Saved entries:
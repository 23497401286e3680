//! Print the navigation tree

use anyhow::Result;
use std::io::Write;

use crate::content::DirectoryNode;
use crate::Notes;

/// Print the content tree as an outline, or as JSON
pub fn run(notes: &Notes, json: bool) -> Result<()> {
    let tree = notes.indexer().build_directory_tree();
    let mut out = std::io::stdout().lock();

    if json {
        serde_json::to_writer_pretty(&mut out, &tree)?;
        writeln!(out)?;
    } else {
        write!(out, "{}", outline(&tree))?;
    }

    Ok(())
}

/// Indented outline, directories suffixed with `/`
pub fn outline(tree: &DirectoryNode) -> String {
    let mut text = format!("{}/ ({} notes)\n", tree.name, tree.file_count());
    push_children(&mut text, tree, 1);
    text
}

fn push_children(text: &mut String, dir: &DirectoryNode, depth: usize) {
    let indent = "  ".repeat(depth);
    for child in &dir.children {
        text.push_str(&format!("{}{}/\n", indent, child.name));
        push_children(text, child, depth + 1);
    }
    for file in &dir.files {
        text.push_str(&format!("{}{}\n", indent, file.name));
    }
}

#[cfg(test)]
mod tests {
    use super::*;
    use crate::content::FileNode;

    #[test]
    fn test_outline() {
        let mut root = DirectoryNode::new("notes", Vec::new());
        let mut js = DirectoryNode::new("js", vec!["js".to_string()]);
        js.files.push(FileNode::new("closures", "js/closures.md"));
        root.children.push(js);
        root.files.push(FileNode::new("index", "index.md"));

        assert_eq!(
            outline(&root),
            "notes/ (2 notes)\n  js/\n    closures\n  index\n"
        );
    }
}
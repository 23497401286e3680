//! Clean the public directory

use anyhow::Result;
use std::fs;

use crate::Notes;

/// Remove the public directory
pub fn run(notes: &Notes) -> Result<()> {
    if notes.public_dir.exists() {
        fs::remove_dir_all(&notes.public_dir)?;
        tracing::info!("Deleted: {:?}", notes.public_dir);
    }

    Ok(())
}
//! Generator module - writes every note route as a static HTML file

use anyhow::{Context, Result};
use std::fs;
use std::path::{Path, PathBuf};

use crate::content::{DirectoryNode, MarkdownRenderer, Post, Slug};
use crate::templates::{self, HIGHLIGHT_CSS};
use crate::Notes;

/// What a generation pass produced
#[derive(Debug, Clone, Default, PartialEq, Eq)]
pub struct GenerateSummary {
    pub pages: usize,
    pub diagnostics: usize,
}

/// Static site generator
pub struct Generator {
    notes: Notes,
    renderer: MarkdownRenderer,
}

impl Generator {
    /// Create a new generator
    pub fn new(notes: &Notes) -> Self {
        Self {
            notes: notes.clone(),
            renderer: notes.renderer(),
        }
    }

    /// Generate the entire site
    pub fn generate(&self, posts: &[Post], tree: &DirectoryNode) -> Result<GenerateSummary> {
        let public_dir = &self.notes.public_dir;
        fs::create_dir_all(public_dir)
            .with_context(|| format!("Failed to create {:?}", public_dir))?;

        let site_title = &self.notes.config.title;
        let mut summary = GenerateSummary::default();

        for post in posts {
            let rendered = self.renderer.render_with_diagnostics(&post.content);
            for d in &rendered.diagnostics {
                tracing::debug!("{}: {}", post.path, d);
            }
            summary.diagnostics += rendered.diagnostics.len();

            let html = templates::post_page(site_title, post, &rendered.html, tree);
            write_file(&output_path(public_dir, &post.slug), &html)?;
            summary.pages += 1;
        }

        write_file(
            &public_dir.join("404.html"),
            &templates::not_found_page(site_title, tree),
        )?;

        match self.renderer.theme_css() {
            Ok(css) => write_file(&public_dir.join(HIGHLIGHT_CSS), &css)?,
            Err(e) => tracing::warn!("Failed to generate highlight stylesheet: {}", e),
        }

        tracing::info!("Generated {} pages", summary.pages);
        Ok(summary)
    }
}

/// `<public>/<segments>/index.html`; the root index note becomes `<public>/index.html`
pub fn output_path(public_dir: &Path, slug: &Slug) -> PathBuf {
    let mut path = public_dir.to_path_buf();
    if !slug.is_root_index() {
        path.extend(slug.segments());
    }
    path.join("index.html")
}

fn write_file(path: &Path, content: &str) -> Result<()> {
    if let Some(parent) = path.parent() {
        fs::create_dir_all(parent)?;
    }
    fs::write(path, content).with_context(|| format!("Failed to write {:?}", path))?;
    tracing::debug!("Wrote {:?}", path);
    Ok(())
}

#[cfg(test)]
mod tests {
    use super::*;

    #[test]
    fn test_output_path() {
        let public = Path::new("public");
        let slug: Slug = ["a", "b"].into_iter().collect();
        assert_eq!(output_path(public, &slug), Path::new("public/a/b/index.html"));
        let root: Slug = ["index"].into_iter().collect();
        assert_eq!(output_path(public, &root), Path::new("public/index.html"));
    }

    #[test]
    fn test_generate_writes_routes() {
        let dir = tempfile::tempdir().unwrap();
        fs::write(dir.path().join("index.md"), "# Home").unwrap();
        fs::create_dir(dir.path().join("js")).unwrap();
        fs::write(
            dir.path().join("js/closures.md"),
            "---\ntitle: Closures\n---\n<script>x()</script>\n\nBody",
        )
        .unwrap();

        let notes = Notes::new(dir.path()).unwrap();
        let indexer = notes.indexer();
        let posts = indexer.list_all_posts();
        let tree = indexer.build_directory_tree();

        let summary = Generator::new(&notes).generate(&posts, &tree).unwrap();
        assert_eq!(summary.pages, 2);
        assert!(summary.diagnostics >= 1);

        let home = fs::read_to_string(dir.path().join("public/index.html")).unwrap();
        assert!(home.contains("<h1>Home</h1>"));

        let closures = fs::read_to_string(dir.path().join("public/js/closures/index.html")).unwrap();
        assert!(closures.contains("Closures"));
        assert!(!closures.contains("x()"));

        assert!(dir.path().join("public/404.html").exists());
        assert!(dir.path().join("public/highlight.css").exists());
    }
}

■ TASK STATEMENT ■
Using the data above, reproduce exactly the lines from the line that contains "for post in" through the line that contains "pub fn output_path(public_dir: &Path, slug: &Slug)", including both.

■ ANSWER SPACE ■
        for post in posts {
            let rendered = self.renderer.render_with_diagnostics(&post.content);
            for d in &rendered.diagnostics {
                tracing::debug!("{}: {}", post.path, d);
            }
            summary.diagnostics += rendered.diagnostics.len();

            let html = templates::post_page(site_title, post, &rendered.html, tree);
            write_file(&output_path(public_dir, &post.slug), &html)?;
            summary.pages += 1;
        }

        write_file(
            &public_dir.join("404.html"),
            &templates::not_found_page(site_title, tree),
        )?;

        match self.renderer.theme_css() {
            Ok(css) => write_file(&public_dir.join(HIGHLIGHT_CSS), &css)?,
            Err(e) => tracing::warn!("Failed to generate highlight stylesheet: {}", e),
        }

        tracing::info!("Generated {} pages", summary.pages);
        Ok(summary)
    }
}

/// `<public>/<segments>/index.html`; the root index note becomes `<public>/index.html`
pub fn output_path(public_dir: &Path, slug: &Slug) -> PathBuf {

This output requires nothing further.